WORK INSTRUCTIONS: Copy out the entries below in full and exactly.

STORED DATA:
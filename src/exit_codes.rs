//! Stable exit codes for the engine binary.

/// The invocation succeeded, including the "no ready work" outcome.
pub const OK: i32 = 0;
/// Any engine error (configuration, extraction, dispatch, subprocess).
pub const FAILURE: i32 = 1;
/// advance-next-task is administratively disabled in `engine.toml`.
pub const MODE_DISABLED: i32 = 2;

WRITTEN SOLUTION:
filename src/exit_codes.rs
//! Stable exit codes for the engine binary.

/// The invocation succeeded, including the "no ready work" outcome.
pub const OK: i32 = 0;
/// Any engine error (configuration, extraction, dispatch, subprocess).
pub const FAILURE: i32 = 1;
/// advance-next-task is administratively disabled in `engine.toml`.
pub const MODE_DISABLED: i32 = 2;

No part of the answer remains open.